*** PROVIDED ENTRIES ***

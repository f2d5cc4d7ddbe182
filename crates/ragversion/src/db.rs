//! SQLite connection management.
//!
//! Opens a connection pool with WAL mode so concurrent tracking workers can
//! read while one writes. The database file and its parent directories are
//! created if missing. Foreign keys are switched on for every connection
//! because the schema relies on `ON DELETE CASCADE`.

use std::str::FromStr;

use sqlx::sqlite::{SqliteConnectOptions, SqliteJournalMode, SqlitePool, SqlitePoolOptions};

use ragversion_core::error::StorageResultExt;
use ragversion_core::{Error, Result};

use crate::config::SqliteConfig;

/// Create a connection pool for the configured database file.
pub async fn connect(config: &SqliteConfig) -> Result<SqlitePool> {
    let db_path = &config.path;

    if let Some(parent) = db_path.parent() {
        if !parent.as_os_str().is_empty() {
            std::fs::create_dir_all(parent).map_err(|e| Error::io(parent, e))?;
        }
    }

    let options = SqliteConnectOptions::from_str(&format!("sqlite:{}", db_path.display()))
        .storage_context("invalid sqlite path")?
        .create_if_missing(true)
        .foreign_keys(true)
        .journal_mode(SqliteJournalMode::Wal);

    SqlitePoolOptions::new()
        .max_connections(config.max_connections)
        .connect_with(options)
        .await
        .storage_context("failed to open sqlite database")
}
//! Directory watching against a real file system.

use std::fs;
use std::path::{Path, PathBuf};
use std::time::Duration;

use tempfile::TempDir;

use ragversion::models::{ChangeKind, Version};
use ragversion::{Config, Tracker, WatchOptions};

const WAIT: Duration = Duration::from_secs(10);

/// Latest version of `path` once it satisfies `done`, or `None` after [`WAIT`].
async fn wait_for(
    tracker: &Tracker,
    path: &Path,
    done: impl Fn(&Version) -> bool,
) -> Option<Version> {
    let deadline = tokio::time::Instant::now() + WAIT;
    while tokio::time::Instant::now() < deadline {
        if let Some(doc) = tracker.get_document_by_path(path).await.unwrap() {
            if let Some(latest) = tracker.get_latest_version(&doc.id).await.unwrap() {
                if done(&latest) {
                    return Some(latest);
                }
            }
        }
        tokio::time::sleep(Duration::from_millis(50)).await;
    }
    None
}

fn root(tmp: &TempDir) -> PathBuf {
    tmp.path().canonicalize().unwrap()
}

#[tokio::test(flavor = "multi_thread", worker_threads = 2)]
async fn test_watched_file_lifecycle_is_tracked() {
    let tmp = TempDir::new().unwrap();
    let dir = root(&tmp);
    let tracker = Tracker::open(Config::in_memory()).await.unwrap();
    let watcher = tracker
        .watch(
            &dir,
            WatchOptions {
                patterns: vec!["*.md".into()],
                debounce: Duration::from_millis(100),
                ..Default::default()
            },
        )
        .unwrap();
    assert_eq!(watcher.root(), dir.as_path());

    let guide = dir.join("guide.md");
    let notes = dir.join("notes.txt");
    fs::write(&guide, "# Guide\n\nfirst").unwrap();
    fs::write(&notes, "ignored").unwrap();

    let created = wait_for(&tracker, &guide, |v| v.version_number == 1)
        .await
        .expect("creation was not tracked");
    assert_eq!(created.change_kind, ChangeKind::Created);

    fs::write(&guide, "# Guide\n\nsecond").unwrap();
    let modified = wait_for(&tracker, &guide, |v| v.version_number == 2)
        .await
        .expect("modification was not tracked");
    assert_eq!(modified.change_kind, ChangeKind::Modified);

    fs::remove_file(&guide).unwrap();
    let deleted = wait_for(&tracker, &guide, |v| v.change_kind == ChangeKind::Deleted)
        .await
        .expect("deletion was not tracked");
    assert_eq!(deleted.version_number, 3);

    assert!(tracker.get_document_by_path(&notes).await.unwrap().is_none());
    watcher.stop().await;
}

#[tokio::test(flavor = "multi_thread", worker_threads = 2)]
async fn test_burst_of_writes_records_one_version() {
    let tmp = TempDir::new().unwrap();
    let dir = root(&tmp);
    let tracker = Tracker::open(Config::in_memory()).await.unwrap();
    let watcher = tracker
        .watch(
            &dir,
            WatchOptions {
                debounce: Duration::from_millis(300),
                ..Default::default()
            },
        )
        .unwrap();

    let path = dir.join("draft.txt");
    for i in 0..5 {
        fs::write(&path, format!("revision {i}")).unwrap();
        tokio::time::sleep(Duration::from_millis(20)).await;
    }

    let version = wait_for(&tracker, &path, |_| true)
        .await
        .expect("burst was not tracked");
    // Give a second flush the chance to happen if debouncing were broken.
    tokio::time::sleep(Duration::from_millis(600)).await;
    let doc = tracker.get_document_by_path(&path).await.unwrap().unwrap();
    assert_eq!(version.version_number, 1);
    assert_eq!(doc.version_count, 1);
    let content = tracker.get_content(&version.id).await.unwrap();
    assert_eq!(content.as_deref(), Some("revision 4"));

    watcher.stop().await;
}

#[tokio::test(flavor = "multi_thread", worker_threads = 2)]
async fn test_stopped_watcher_tracks_nothing_new() {
    let tmp = TempDir::new().unwrap();
    let dir = root(&tmp);
    let tracker = Tracker::open(Config::in_memory()).await.unwrap();
    let watcher = tracker.watch(&dir, WatchOptions::default()).unwrap();
    watcher.stop().await;

    let path = dir.join("late.txt");
    fs::write(&path, "after stop").unwrap();
    tokio::time::sleep(Duration::from_millis(800)).await;
    assert!(tracker.get_document_by_path(&path).await.unwrap().is_none());
}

*** End of PROVIDED ENTRIES ***

§ **YOUR ASSIGNMENT**
Take every line of the material that contains the word "Instant", and copy it.

§ **RESPONSE AREA**
    let deadline = tokio::time::Instant::now() + WAIT;
    while tokio::time::Instant::now() < deadline {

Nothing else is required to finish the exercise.